A Young Woman With Unilateral Eye Pain and Erythema

Thalia Salinas; Rod Foroozan, MD

Disclosures

April 10, 2014

Case Diagnosis

The correct diagnosis will be described first, followed by the differential diagnosis and why these etiologies for the patient's symptoms can be ruled out.

Scleritis. This patient is experiencing ocular pain with chemosis and injection of the deeper anterior segment vessels. Ocular pain is often the chief symptom in scleritis. The pain may be moderate to severe and constant, and typically worsens with movement caused by the insertion of the extraocular muscles into the sclera. The deeper violaceous color characteristic of scleritis is the result of the dilation and engorgement of both superficial and deep episcleral vessels.

Episcleritis. Episcleritis is usually painless, self-limited, and less likely to be associated with a systemic autoimmune condition. It would not result in the deeper violaceous scleral injection seen in this patient. Rather, examination would reveal dilated, superficial episcleral vessels in a radial pattern with white sclera observed in between.[1] These dilated vessels may be moved with a cotton-tipped applicator and blanch with phenylephrine.

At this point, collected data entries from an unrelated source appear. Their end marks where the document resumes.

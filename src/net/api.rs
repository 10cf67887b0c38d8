//! HTTP collaborators of the session client.
//!
//! Joining, leaving, curation, catalog search and report export go through
//! the room service's REST API rather than the socket. [`RoomApi`] is the seam
//! the session client depends on; [`HttpRoomApi`] implements it with reqwest.

#[cfg(test)]
#[path = "api_test.rs"]
mod api_test;

use async_trait::async_trait;
use reqwest::header::{AUTHORIZATION, CONTENT_DISPOSITION};
use reqwest::{Method, RequestBuilder, Url};
use serde::{Deserialize, Serialize};
use serde_json::json;
use tracing::{debug, info};

use super::types::{Item, ItemId};
use crate::config::SessionConfig;

#[derive(Debug, thiserror::Error)]
pub enum ApiError {
    #[error("http request failed: {0}")]
    Http(#[from] reqwest::Error),
    #[error("{method} {path} returned {status}: {body}")]
    Status { method: Method, path: String, status: u16, body: String },
    #[error("invalid api url: {0}")]
    InvalidUrl(String),
}

/// Answer of the membership lookup for the current account.
#[derive(Clone, Debug, PartialEq, Eq, Serialize, Deserialize)]
pub struct RoomTicket {
    pub is_host: bool,
    /// Per-session token passed to the socket URL.
    pub token: String,
    #[serde(default)]
    pub message: String,
}

/// Catalog search parameters.
#[derive(Clone, Debug, Default, PartialEq, Eq)]
pub struct CatalogQuery {
    pub search: Option<String>,
    pub page: Option<u32>,
    pub page_size: Option<u32>,
}

/// One page of catalog results.
#[derive(Clone, Debug, Default, PartialEq, Deserialize)]
pub struct CatalogPage {
    pub count: u64,
    #[serde(default)]
    pub next: Option<String>,
    #[serde(default)]
    pub previous: Option<String>,
    pub results: Vec<Item>,
}

/// A downloaded report file.
#[derive(Clone, Debug, PartialEq, Eq)]
pub struct Report {
    pub filename: String,
    pub bytes: Vec<u8>,
}

#[async_trait]
pub trait RoomApi: Send + Sync {
    /// Join a room, optionally with its password.
    async fn join(&self, room: &str, password: &str) -> Result<(), ApiError>;

    /// Whether the account is in the room, its role, and its socket token.
    async fn membership(&self, room: &str) -> Result<RoomTicket, ApiError>;

    async fn leave(&self, room: &str) -> Result<(), ApiError>;

    /// Curate an item into the room (host only).
    async fn add_item(&self, room: &str, item_id: ItemId) -> Result<(), ApiError>;

    /// Remove a curated item (host only).
    async fn remove_item(&self, room: &str, item_id: ItemId) -> Result<(), ApiError>;

    async fn browse_items(&self, query: &CatalogQuery) -> Result<CatalogPage, ApiError>;

    async fn export_report(&self, room: &str) -> Result<Report, ApiError>;
}

// =============================================================================
// HTTP IMPLEMENTATION
// =============================================================================

/// reqwest-backed [`RoomApi`] authenticating with a bearer access token.
#[derive(Clone, Debug)]
pub struct HttpRoomApi {
    client: reqwest::Client,
    base: Url,
    access_token: Option<String>,
}

impl HttpRoomApi {
    /// # Errors
    ///
    /// Returns an error if `config.api_url` is not a valid base URL or the
    /// HTTP client cannot be built.
    pub fn new(config: &SessionConfig, access_token: Option<String>) -> Result<Self, ApiError> {
        let base = Url::parse(&config.api_url).map_err(|e| ApiError::InvalidUrl(format!("{}: {e}", config.api_url)))?;
        if base.cannot_be_a_base() {
            return Err(ApiError::InvalidUrl(config.api_url.clone()));
        }
        let client = reqwest::Client::builder()
            .timeout(config.http_timeout)
            .connect_timeout(config.http_timeout)
            .build()?;
        Ok(Self { client, base, access_token })
    }

    fn request(&self, method: Method, url: Url) -> RequestBuilder {
        let request = self.client.request(method, url);
        match &self.access_token {
            Some(token) => request.header(AUTHORIZATION, format!("Bearer {token}")),
            None => request,
        }
    }

    async fn send(
        &self,
        method: Method,
        url: Url,
        build: impl FnOnce(RequestBuilder) -> RequestBuilder + Send,
    ) -> Result<reqwest::Response, ApiError> {
        let path = url.path().to_owned();
        debug!(%method, %path, "api request");
        let response = build(self.request(method.clone(), url)).send().await?;
        let status = response.status();
        if !status.is_success() {
            let body = response.text().await.unwrap_or_default();
            return Err(ApiError::Status { method, path, status: status.as_u16(), body });
        }
        Ok(response)
    }
}

#[async_trait]
impl RoomApi for HttpRoomApi {
    async fn join(&self, room: &str, password: &str) -> Result<(), ApiError> {
        let url = room_url(&self.base, room, &["join"])?;
        self.send(Method::PUT, url, |r| r.json(&json!({ "password": password }))).await?;
        info!(%room, "joined room");
        Ok(())
    }

    async fn membership(&self, room: &str) -> Result<RoomTicket, ApiError> {
        let url = room_url(&self.base, room, &["in"])?;
        let response = self.send(Method::GET, url, |r| r).await?;
        Ok(response.json::<RoomTicket>().await?)
    }

    async fn leave(&self, room: &str) -> Result<(), ApiError> {
        let url = room_url(&self.base, room, &["leave"])?;
        self.send(Method::DELETE, url, |r| r).await?;
        info!(%room, "left room");
        Ok(())
    }

    async fn add_item(&self, room: &str, item_id: ItemId) -> Result<(), ApiError> {
        let url = room_url(&self.base, room, &["beers"])?;
        self.send(Method::PUT, url, |r| r.json(&json!({ "beer_id": item_id }))).await?;
        Ok(())
    }

    async fn remove_item(&self, room: &str, item_id: ItemId) -> Result<(), ApiError> {
        let mut url = room_url(&self.base, room, &["beers"])?;
        url.query_pairs_mut().append_pair("beer_id", &item_id.to_string());
        self.send(Method::DELETE, url, |r| r).await?;
        Ok(())
    }

    async fn browse_items(&self, query: &CatalogQuery) -> Result<CatalogPage, ApiError> {
        let url = catalog_url(&self.base, query)?;
        let response = self.send(Method::GET, url, |r| r).await?;
        Ok(response.json::<CatalogPage>().await?)
    }

    async fn export_report(&self, room: &str) -> Result<Report, ApiError> {
        let url = room_url(&self.base, room, &["report"])?;
        let response = self.send(Method::GET, url, |r| r).await?;
        let filename = match response.headers().get(CONTENT_DISPOSITION).map(|v| v.to_str()) {
            Some(Ok(header)) => filename_from_content_disposition(header),
            _ => None,
        }
        .unwrap_or_else(|| format!("{room}_report"));
        let bytes = response.bytes().await?.to_vec();
        info!(%room, %filename, size = bytes.len(), "report downloaded");
        Ok(Report { filename, bytes })
    }
}

// =============================================================================
// HELPERS
// =============================================================================

/// `{base}/api/rooms/{room}/{tail..}/`
pub(crate) fn room_url(base: &Url, room: &str, tail: &[&str]) -> Result<Url, ApiError> {
    let mut url = base.clone();
    {
        let mut segments = url
            .path_segments_mut()
            .map_err(|()| ApiError::InvalidUrl(base.to_string()))?;
        segments.pop_if_empty().extend(["api", "rooms", room]).extend(tail).push("");
    }
    Ok(url)
}

pub(crate) fn catalog_url(base: &Url, query: &CatalogQuery) -> Result<Url, ApiError> {
    let mut url = base.clone();
    url.path_segments_mut()
        .map_err(|()| ApiError::InvalidUrl(base.to_string()))?
        .pop_if_empty()
        .extend(["api", "beers", ""]);
    {
        let mut pairs = url.query_pairs_mut();
        if let Some(search) = query.search.as_deref().map(str::trim).filter(|s| !s.is_empty()) {
            pairs.append_pair("search", search);
        }
        if let Some(page) = query.page {
            pairs.append_pair("page", &page.to_string());
        }
        if let Some(page_size) = query.page_size {
            pairs.append_pair("page_size", &page_size.to_string());
        }
    }
    if url.query() == Some("") {
        url.set_query(None);
    }
    Ok(url)
}

/// Filename from a `Content-Disposition` header value, e.g.
/// `attachment; filename="friday.xlsx"`.
#[must_use]
pub fn filename_from_content_disposition(header: &str) -> Option<String> {
    header.split(';').map(str::trim).find_map(|part| {
        let (key, value) = part.split_once('=')?;
        if !key.trim().eq_ignore_ascii_case("filename") {
            return None;
        }
        let name = value.trim().trim_matches('"').trim();
        (!name.is_empty()).then(|| name.to_owned())
    })
}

Conjunctivitis. Patients with conjunctivitis usually have painless, diffuse conjunctival hyperemia, along with other signs and symptoms depending on the causative agent.

Patients with allergic conjunctivitis present with bilateral itching and watery discharge. Patients with viral conjunctivitis may have tearing, a foreign body sensation, conjunctival injection and chemosis, lid edema, and preauricular lymph node enlargement.

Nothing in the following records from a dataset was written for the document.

enum Request {
    SelectItem { item_id: ItemId, reply: Reply },
    StepItem { forward: bool, reply: Reply },
    UpdateField { field: DraftField, value: String, reply: Reply },
    Perform { action: HostAction, reply: Reply },
    Close { reply: oneshot::Sender<()> },
}

// =============================================================================
// HANDLE
// =============================================================================

/// Handle to one open session view.
pub struct SessionClient {
    room: String,
    requests: mpsc::UnboundedSender<Request>,
    snapshots: watch::Receiver<SessionSnapshot>,
    api: Arc<dyn RoomApi>,
    task: Option<JoinHandle<()>>,
}

impl std::fmt::Debug for SessionClient {
    fn fmt(&self, f: &mut std::fmt::Formatter<'_>) -> std::fmt::Result {
        f.debug_struct("SessionClient").field("room", &self.room).finish_non_exhaustive()
    }
}

impl SessionClient {
    /// Open a session view and start connecting. Returns immediately; use
    /// [`SessionClient::wait_until_open`] before offering interactive
    /// controls.
    ///
    /// # Errors
    ///
    /// Returns [`ClientError::Transport`] when the socket URL can not be
    /// built from `config.ws_url`.
    pub fn open(
        config: &SessionConfig,
        params: SessionParams,
        connector: Arc<dyn Connector>,
        api: Arc<dyn RoomApi>,
    ) -> Result<Self, ClientError> {
        let url = session_url(&config.ws_url, &params.room, &params.token)?;
        let span = info_span!("session", room = %params.room, view = %Uuid::new_v4());

        let (requests_tx, requests_rx) = mpsc::unbounded_channel();
        let (actor, snapshots) = span.in_scope(|| {
            info!(path = url.path(), role = ?params.role, "opening session view");
            let connection = spawn_connection(connector, url, RetryPolicy::from_config(config));
            SessionActor::new(config, &params, connection)
        });
        let task = tokio::spawn(actor.run(requests_rx).instrument(span));

        Ok(Self { room: params.room, requests: requests_tx, snapshots, api, task: Some(task) })
    }

    /// Join `room` over HTTP, look up the socket token and role, and open
    /// the view.
    ///
    /// # Errors
    ///
    /// Propagates HTTP failures and URL errors.
    pub async fn enter(
        config: &SessionConfig,
        room: &str,
        password: &str,
        connector: Arc<dyn Connector>,
        api: Arc<dyn RoomApi>,
    ) -> Result<Self, ClientError> {
        api.join(room, password).await?;
        let ticket = api.membership(room).await?;
        Self::open(config, SessionParams::from_ticket(room, &ticket), connector, api)
    }

    #[must_use]
    pub fn room(&self) -> &str {
        &self.room
    }

    /// Wait until the socket is open for the first time.
    ///
    /// # Errors
    ///
    /// [`ClientError::ConnectionFailed`] when every attempt failed and
    /// [`ClientError::Closed`] when the view was closed first.
    pub async fn wait_until_open(&self) -> Result<(), ClientError> {
        let mut snapshots = self.snapshots.clone();
        let state = match snapshots
            .wait_for(|s| matches!(s.connection, ConnectionState::Open) || s.connection.is_terminal())
            .await
        {
            Ok(snapshot) => snapshot.connection,
            Err(_) => return Err(self.gone()),
        };
        match state {
            ConnectionState::Open => Ok(()),
            ConnectionState::Failed => Err(ClientError::ConnectionFailed),
            _ => Err(ClientError::Closed),
        }
    }

    #[must_use]
    pub fn snapshot(&self) -> SessionSnapshot {
        self.snapshots.borrow().clone()
    }

    /// Watch every published snapshot.
    #[must_use]
    pub fn subscribe(&self) -> watch::Receiver<SessionSnapshot> {
        self.snapshots.clone()
    }

    #[must_use]
    pub fn connection_state(&self) -> ConnectionState {
        self.snapshots.borrow().connection
    }

    /// Bind the rating form to `item_id` (flushing the current draft first).
    ///
    /// # Errors
    ///
    /// Fails outside `IN_PROGRESS`, for items not in the session, and once
    /// the view is gone.
    pub async fn select_item(&self, item_id: ItemId) -> Result<(), ClientError> {
        self.request(|reply| Request::SelectItem { item_id, reply }).await
    }

    /// Step to the next curated item. Stays put on the last one.
    ///
    /// # Errors
    ///
    /// Same as [`SessionClient::select_item`].
    pub async fn next_item(&self) -> Result<(), ClientError> {
        self.request(|reply| Request::StepItem { forward: true, reply }).await
    }

    /// Step to the previous curated item. Stays put on the first one.
    ///
    /// # Errors
    ///
    /// Same as [`SessionClient::select_item`].
    pub async fn previous_item(&self) -> Result<(), ClientError> {
        self.request(|reply| Request::StepItem { forward: false, reply }).await
    }

    /// Apply local input to the active draft.
    ///
    /// # Errors
    ///
    /// [`ClientError::Draft`] while the draft is loading, with no active
    /// item, or for an invalid score.
    pub async fn update_field(&self, field: DraftField, value: impl Into<String>) -> Result<(), ClientError> {
        let value = value.into();
        self.request(|reply| Request::UpdateField { field, value, reply }).await
    }

    /// Issue a host control.
    ///
    /// # Errors
    ///
    /// [`ClientError::Action`] for members or actions not offered in the
    /// current phase.
    pub async fn perform(&self, action: HostAction) -> Result<(), ClientError> {
        self.request(|reply| Request::Perform { action, reply }).await
    }

    /// Curate an item into the session, then reload the item list.
    ///
    /// # Errors
    ///
    /// Fails for members, outside `STARTING`, and on HTTP errors.
    pub async fn add_item(&self, item_id: ItemId) -> Result<(), ClientError> {
        self.ensure_curation()?;
        self.api.add_item(&self.room, item_id).await?;
        self.perform(HostAction::LoadItems).await
    }

    /// Remove a curated item, then reload the item list.
    ///
    /// # Errors
    ///
    /// Fails for members, outside `STARTING`, and on HTTP errors.
    pub async fn remove_item(&self, item_id: ItemId) -> Result<(), ClientError> {
        self.ensure_curation()?;
        self.api.remove_item(&self.room, item_id).await?;
        self.perform(HostAction::LoadItems).await
    }

    /// Search the catalog while curating.
    ///
    /// # Errors
    ///
    /// Propagates HTTP failures.
    pub async fn browse_items(&self, query: &CatalogQuery) -> Result<CatalogPage, ClientError> {
        Ok(self.api.browse_items(query).await?)
    }

    /// Download the session report.
    ///
    /// # Errors
    ///
    /// Fails before `FINISHED` and on HTTP errors.
    pub async fn export_report(&self) -> Result<Report, ClientError> {
        let phase = self.snapshots.borrow().phase;
        if phase != Phase::Finished {
            return Err(ClientError::Unavailable { what: "report export", phase });
        }
        Ok(self.api.export_report(&self.room).await?)
    }

    /// Leave the room over HTTP, then close the view. The view stays open
    /// when the leave call fails.
    ///
    /// # Errors
    ///
    /// Propagates the HTTP failure.
    pub async fn leave(&mut self) -> Result<(), ClientError> {
        self.api.leave(&self.room).await?;
        self.close().await;
        Ok(())
    }

    /// Flush the draft, stop every timer and close the socket. Idempotent.
    pub async fn close(&mut self) {
        let (reply, done) = oneshot::channel();
        if self.requests.send(Request::Close { reply }).is_ok() {
            if done.await.is_err() {
                debug!("session task ended before acknowledging close");
            }
        }
        if let Some(task) = self.task.take() {
            if let Err(e) = task.await {
                warn!(error = %e, "session task ended abnormally");
            }
        }
    }

    fn ensure_curation(&self) -> Result<(), ClientError> {
        let snapshot = self.snapshots.borrow();
        if !snapshot.role.is_host() {
            return Err(ActionError::NotHost.into());
        }
        if !snapshot.controls.items_editable {
            return Err(ClientError::Unavailable { what: "item curation", phase: snapshot.phase });
        }
        Ok(())
    }

    async fn request(&self, make: impl FnOnce(Reply) -> Request) -> Result<(), ClientError> {
        let (reply, response) = oneshot::channel();
        self.requests.send(make(reply)).map_err(|_| self.gone())?;
        response.await.map_err(|_| self.gone())?
    }

    fn gone(&self) -> ClientError {
        if self.snapshots.borrow().connection == ConnectionState::Failed {
            ClientError::ConnectionFailed
        } else {
            ClientError::Closed
        }
    }
}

Bacterial conjunctivitis usually presents with lid edema and purulent discharge. A follicular or papillary reaction of the palpebral conjunctivae may be observed.

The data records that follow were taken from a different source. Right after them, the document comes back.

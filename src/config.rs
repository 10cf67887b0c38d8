//! Session client configuration parsed from environment variables.
//!
//! Every knob has a default matching the production room service, so
//! `SessionConfig::default()` is a working configuration and `from_env`
//! only overrides what is set.

use std::time::Duration;

pub const DEFAULT_WS_URL: &str = "ws://127.0.0.1:8000/ws";
pub const DEFAULT_API_URL: &str = "http://127.0.0.1:8000";
pub const DEFAULT_RECONNECT_ATTEMPTS: u32 = 5;
pub const DEFAULT_RECONNECT_INTERVAL_MS: u64 = 2_000;
pub const DEFAULT_PING_INTERVAL_MS: u64 = 10_000;
pub const DEFAULT_ROSTER_INTERVAL_MS: u64 = 10_000;
pub const DEFAULT_AUTOSAVE_INTERVAL_MS: u64 = 5_000;
pub const DEFAULT_DRAFT_SNAPSHOT_TIMEOUT_MS: u64 = 2_000;
pub const DEFAULT_FLUSH_CONFIRM_TIMEOUT_MS: u64 = 500;
pub const DEFAULT_LOG_CAPACITY: usize = 200;
pub const DEFAULT_HTTP_TIMEOUT_SECS: u64 = 30;
/// Shortest period a repeating timer runs at.
pub const MIN_TIMER_PERIOD: Duration = Duration::from_millis(1);

/// Tuning knobs for one open session view.
#[derive(Debug, Clone, PartialEq, Eq)]
pub struct SessionConfig {
    /// Base URL of the socket service; rooms live under `/room/{name}/`.
    pub ws_url: String,
    /// Base URL of the HTTP API (join, leave, curation, catalog, report).
    pub api_url: String,
    /// Reconnect attempts after an unexpected close before giving up.
    pub reconnect_attempts: u32,
    /// Fixed delay between reconnect attempts.
    pub reconnect_interval: Duration,
    /// Liveness ping period.
    pub ping_interval: Duration,
    /// Participant-list refresh period.
    pub roster_interval: Duration,
    /// Periodic draft flush period.
    pub autosave_interval: Duration,
    /// How long an activated draft stays read-only waiting for its snapshot.
    pub draft_snapshot_timeout: Duration,
    /// How long an item switch waits for the outgoing flush to be written.
    pub flush_confirm_timeout: Duration,
    /// Maximum chat/log entries retained; oldest entries are evicted first.
    pub log_capacity: usize,
    /// Request timeout for the HTTP collaborators.
    pub http_timeout: Duration,
}

impl Default for SessionConfig {
    fn default() -> Self {
        Self {
            ws_url: DEFAULT_WS_URL.to_owned(),
            api_url: DEFAULT_API_URL.to_owned(),
            reconnect_attempts: DEFAULT_RECONNECT_ATTEMPTS,
            reconnect_interval: Duration::from_millis(DEFAULT_RECONNECT_INTERVAL_MS),
            ping_interval: Duration::from_millis(DEFAULT_PING_INTERVAL_MS),
            roster_interval: Duration::from_millis(DEFAULT_ROSTER_INTERVAL_MS),
            autosave_interval: Duration::from_millis(DEFAULT_AUTOSAVE_INTERVAL_MS),
            draft_snapshot_timeout: Duration::from_millis(DEFAULT_DRAFT_SNAPSHOT_TIMEOUT_MS),
            flush_confirm_timeout: Duration::from_millis(DEFAULT_FLUSH_CONFIRM_TIMEOUT_MS),
            log_capacity: DEFAULT_LOG_CAPACITY,
            http_timeout: Duration::from_secs(DEFAULT_HTTP_TIMEOUT_SECS),
        }
    }
}

impl SessionConfig {
    /// Build config from environment variables.
    ///
    /// Optional (defaults in parentheses):
    /// - `TASTING_WS_URL` (`ws://127.0.0.1:8000/ws`)
    /// - `TASTING_API_URL` (`http://127.0.0.1:8000`)
    /// - `TASTING_RECONNECT_ATTEMPTS` (5)
    /// - `TASTING_RECONNECT_INTERVAL_MS` (2000)
    /// - `TASTING_PING_INTERVAL_MS` (10000)
    /// - `TASTING_ROSTER_INTERVAL_MS` (10000)
    /// - `TASTING_AUTOSAVE_INTERVAL_MS` (5000)
    /// - `TASTING_DRAFT_SNAPSHOT_TIMEOUT_MS` (2000)
    /// - `TASTING_FLUSH_CONFIRM_TIMEOUT_MS` (500)
    /// - `TASTING_LOG_CAPACITY` (200)
    /// - `TASTING_HTTP_TIMEOUT_SECS` (30)
    ///
    /// Unparsable values fall back to the default, and so does a zero period
    /// for the ping, roster and autosave timers.
    #[must_use]
    pub fn from_env() -> Self {
        Self {
            ws_url: env_url("TASTING_WS_URL", DEFAULT_WS_URL),
            api_url: env_url("TASTING_API_URL", DEFAULT_API_URL),
            reconnect_attempts: env_parse("TASTING_RECONNECT_ATTEMPTS", DEFAULT_RECONNECT_ATTEMPTS),
            reconnect_interval: env_millis("TASTING_RECONNECT_INTERVAL_MS", DEFAULT_RECONNECT_INTERVAL_MS),
            ping_interval: env_period("TASTING_PING_INTERVAL_MS", DEFAULT_PING_INTERVAL_MS),
            roster_interval: env_period("TASTING_ROSTER_INTERVAL_MS", DEFAULT_ROSTER_INTERVAL_MS),
            autosave_interval: env_period("TASTING_AUTOSAVE_INTERVAL_MS", DEFAULT_AUTOSAVE_INTERVAL_MS),
            draft_snapshot_timeout: env_millis("TASTING_DRAFT_SNAPSHOT_TIMEOUT_MS", DEFAULT_DRAFT_SNAPSHOT_TIMEOUT_MS),
            flush_confirm_timeout: env_millis("TASTING_FLUSH_CONFIRM_TIMEOUT_MS", DEFAULT_FLUSH_CONFIRM_TIMEOUT_MS),
            log_capacity: env_parse("TASTING_LOG_CAPACITY", DEFAULT_LOG_CAPACITY),
            http_timeout: Duration::from_secs(env_parse("TASTING_HTTP_TIMEOUT_SECS", DEFAULT_HTTP_TIMEOUT_SECS)),
        }
    }
}

pub(crate) fn env_parse<T>(key: &str, default: T) -> T
where
    T: std::str::FromStr + Copy,
{
    match std::env::var(key) {
        Ok(v) => v.trim().parse::<T>().unwrap_or(default),
        Err(_) => default,
    }
}

fn env_millis(key: &str, default_ms: u64) -> Duration {
    Duration::from_millis(env_parse(key, default_ms))
}

fn env_period(key: &str, default_ms: u64) -> Duration {
    match env_parse(key, default_ms) {
        0 => Duration::from_millis(default_ms),
        ms => Duration::from_millis(ms),
    }
}

/// Period for a repeating timer; a zero period would never yield.
pub(crate) fn timer_period(period: Duration) -> Duration {
    period.max(MIN_TIMER_PERIOD)
}

fn env_url(key: &str, default: &str) -> String {
    let value = match std::env::var(key) {
        Ok(v) if !v.trim().is_empty() => v.trim().to_owned(),
        _ => default.to_owned(),
    };
    value.trim_end_matches('/').to_owned()
}

#[cfg(test)]
#[path = "config_test.rs"]
mod tests;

This patient had received treatment with moxifloxacin, a broad-spectrum agent, for 2-3 days without any improvement.

Blepharitis. This refers to acute or chronic inflammation of the eyelid and is commonly associated with conjunctival inflammation. This patient did not report ocular irritation, tearing, a foreign body sensation, or crusting of the eyelashes. Examination did not reveal erythema or edema of the eyelid margins; crusting, misdirection, or loss of eyelashes; oil inspissation; or instability of the preocular tear film.[1]

Subconjunctival hemorrhage. This would be asymptomatic, except for focal and well-circumscribed hemorrhage beneath the bulbar conjunctiva. The underlying sclera would not be visible, and there would be no inflammation of the conjunctiva.[1]

Keratoconjunctivitis sicca. This patient did not experience a foreign body sensation, burning, or a worsening of symptoms throughout the day. There was no irregularity of the corneal surface or a reduced tear lake upon examination. [2]

Anterior uveitis. Although this patient had ocular pain and light sensitivity, the injection seen in anterior uveitis is typically around the limbus, overlying the inflamed ciliary body. This patient's examination did not reveal proteinaceous flare or inflammatory cells circulating in the anterior chamber. Her pupils were not irregular, or poorly reactive to light, which can result from synechiae between the iris and lens in anterior uveitis.